------ ENTRIES PROVIDED ------
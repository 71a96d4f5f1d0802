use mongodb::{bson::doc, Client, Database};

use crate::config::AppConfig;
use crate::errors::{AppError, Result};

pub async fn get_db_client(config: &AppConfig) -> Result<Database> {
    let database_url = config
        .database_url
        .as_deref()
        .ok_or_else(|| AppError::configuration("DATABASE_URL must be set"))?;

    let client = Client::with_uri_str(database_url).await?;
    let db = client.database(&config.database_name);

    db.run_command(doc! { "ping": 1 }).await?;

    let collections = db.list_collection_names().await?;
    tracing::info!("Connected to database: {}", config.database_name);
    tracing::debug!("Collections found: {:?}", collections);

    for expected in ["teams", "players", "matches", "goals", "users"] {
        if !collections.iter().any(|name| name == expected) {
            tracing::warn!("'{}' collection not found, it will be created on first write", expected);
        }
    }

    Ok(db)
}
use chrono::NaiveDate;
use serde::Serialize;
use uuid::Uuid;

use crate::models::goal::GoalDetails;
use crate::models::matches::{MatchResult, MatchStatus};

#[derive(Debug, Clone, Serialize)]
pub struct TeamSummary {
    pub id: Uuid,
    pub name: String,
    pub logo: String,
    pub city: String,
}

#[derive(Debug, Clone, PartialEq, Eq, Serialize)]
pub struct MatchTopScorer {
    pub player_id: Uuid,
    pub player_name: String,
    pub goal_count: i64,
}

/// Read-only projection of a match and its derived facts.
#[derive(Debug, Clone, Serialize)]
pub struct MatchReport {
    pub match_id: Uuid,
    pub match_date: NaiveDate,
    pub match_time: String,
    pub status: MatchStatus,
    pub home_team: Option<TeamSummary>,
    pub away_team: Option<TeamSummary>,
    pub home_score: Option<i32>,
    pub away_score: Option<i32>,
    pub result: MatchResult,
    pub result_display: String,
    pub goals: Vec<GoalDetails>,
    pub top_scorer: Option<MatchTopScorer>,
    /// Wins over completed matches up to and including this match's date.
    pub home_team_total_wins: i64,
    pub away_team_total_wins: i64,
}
------
------ ENTRIES PROVIDED ------
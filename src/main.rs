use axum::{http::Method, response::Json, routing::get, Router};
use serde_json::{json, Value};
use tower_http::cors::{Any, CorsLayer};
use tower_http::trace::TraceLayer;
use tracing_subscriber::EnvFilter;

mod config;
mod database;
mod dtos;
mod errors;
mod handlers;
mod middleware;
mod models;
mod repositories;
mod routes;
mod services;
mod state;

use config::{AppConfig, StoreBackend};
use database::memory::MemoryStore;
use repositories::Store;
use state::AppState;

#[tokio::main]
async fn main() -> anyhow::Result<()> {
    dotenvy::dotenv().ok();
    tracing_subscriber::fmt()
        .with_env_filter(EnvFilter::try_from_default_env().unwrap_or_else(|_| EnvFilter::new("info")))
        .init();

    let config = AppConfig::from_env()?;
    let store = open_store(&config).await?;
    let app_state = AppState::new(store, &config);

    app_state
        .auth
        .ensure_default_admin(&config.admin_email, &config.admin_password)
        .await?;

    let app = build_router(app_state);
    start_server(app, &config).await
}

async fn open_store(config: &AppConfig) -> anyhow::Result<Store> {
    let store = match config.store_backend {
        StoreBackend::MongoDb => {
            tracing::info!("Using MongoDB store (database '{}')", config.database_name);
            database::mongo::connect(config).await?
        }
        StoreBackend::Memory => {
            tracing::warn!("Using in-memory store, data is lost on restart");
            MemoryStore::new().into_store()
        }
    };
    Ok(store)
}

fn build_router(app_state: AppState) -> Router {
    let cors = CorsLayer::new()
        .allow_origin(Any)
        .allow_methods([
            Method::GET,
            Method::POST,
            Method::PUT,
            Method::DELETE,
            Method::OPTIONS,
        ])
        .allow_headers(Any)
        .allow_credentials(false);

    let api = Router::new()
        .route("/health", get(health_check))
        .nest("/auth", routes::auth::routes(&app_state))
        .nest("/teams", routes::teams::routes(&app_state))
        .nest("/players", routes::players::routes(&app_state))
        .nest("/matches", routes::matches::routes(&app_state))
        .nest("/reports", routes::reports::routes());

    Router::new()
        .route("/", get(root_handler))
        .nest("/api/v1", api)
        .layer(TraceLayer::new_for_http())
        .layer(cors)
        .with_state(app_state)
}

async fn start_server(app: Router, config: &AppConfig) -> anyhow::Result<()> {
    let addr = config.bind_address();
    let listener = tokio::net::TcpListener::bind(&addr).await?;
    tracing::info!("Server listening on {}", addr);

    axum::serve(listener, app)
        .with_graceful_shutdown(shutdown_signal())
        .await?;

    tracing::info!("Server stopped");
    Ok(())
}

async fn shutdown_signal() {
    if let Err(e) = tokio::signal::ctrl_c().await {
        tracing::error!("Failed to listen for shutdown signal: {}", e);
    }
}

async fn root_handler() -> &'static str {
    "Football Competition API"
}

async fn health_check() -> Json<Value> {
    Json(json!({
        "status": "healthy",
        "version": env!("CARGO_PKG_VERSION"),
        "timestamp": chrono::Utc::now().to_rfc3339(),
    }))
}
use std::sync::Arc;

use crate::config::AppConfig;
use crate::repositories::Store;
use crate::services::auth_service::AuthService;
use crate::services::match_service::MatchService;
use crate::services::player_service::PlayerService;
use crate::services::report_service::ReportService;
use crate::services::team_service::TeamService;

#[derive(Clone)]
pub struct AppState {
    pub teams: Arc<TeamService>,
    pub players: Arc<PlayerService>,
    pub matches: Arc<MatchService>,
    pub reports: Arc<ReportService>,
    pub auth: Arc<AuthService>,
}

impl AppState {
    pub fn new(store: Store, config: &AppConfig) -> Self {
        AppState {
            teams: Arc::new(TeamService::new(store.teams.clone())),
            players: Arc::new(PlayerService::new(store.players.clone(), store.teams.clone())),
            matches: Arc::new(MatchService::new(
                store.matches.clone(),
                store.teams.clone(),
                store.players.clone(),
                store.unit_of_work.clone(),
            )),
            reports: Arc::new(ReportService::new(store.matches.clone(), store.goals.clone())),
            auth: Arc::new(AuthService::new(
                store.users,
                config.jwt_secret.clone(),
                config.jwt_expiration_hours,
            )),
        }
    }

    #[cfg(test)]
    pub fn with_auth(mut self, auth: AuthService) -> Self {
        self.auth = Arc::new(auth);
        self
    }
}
------
------ ENTRIES PROVIDED ------
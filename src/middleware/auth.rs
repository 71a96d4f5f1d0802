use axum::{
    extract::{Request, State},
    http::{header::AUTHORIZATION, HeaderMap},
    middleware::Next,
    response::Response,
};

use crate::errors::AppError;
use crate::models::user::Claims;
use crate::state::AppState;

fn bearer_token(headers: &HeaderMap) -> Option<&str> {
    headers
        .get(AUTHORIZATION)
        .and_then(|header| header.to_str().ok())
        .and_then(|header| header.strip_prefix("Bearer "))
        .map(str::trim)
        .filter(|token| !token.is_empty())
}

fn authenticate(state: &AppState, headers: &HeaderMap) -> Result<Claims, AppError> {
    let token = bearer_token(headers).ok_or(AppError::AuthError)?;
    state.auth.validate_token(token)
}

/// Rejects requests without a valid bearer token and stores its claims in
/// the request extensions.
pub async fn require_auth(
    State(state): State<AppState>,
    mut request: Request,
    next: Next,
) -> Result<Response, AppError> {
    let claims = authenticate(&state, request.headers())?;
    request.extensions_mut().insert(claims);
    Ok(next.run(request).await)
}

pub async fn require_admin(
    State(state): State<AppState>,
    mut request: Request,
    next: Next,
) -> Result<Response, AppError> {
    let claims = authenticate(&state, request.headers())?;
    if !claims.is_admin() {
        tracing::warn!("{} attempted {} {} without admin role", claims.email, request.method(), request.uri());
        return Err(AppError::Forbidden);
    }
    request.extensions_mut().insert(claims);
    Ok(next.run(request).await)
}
------
▶ EXERCISE OBJECTIVE:
Lines containing the word "anyhow" are to be pulled from the records and copied.

▶ OUTPUT OF THE TASK:
async fn main() -> anyhow::Result<()> {
async fn open_store(config: &AppConfig) -> anyhow::Result<Store> {
async fn start_server(app: Router, config: &AppConfig) -> anyhow::Result<()> {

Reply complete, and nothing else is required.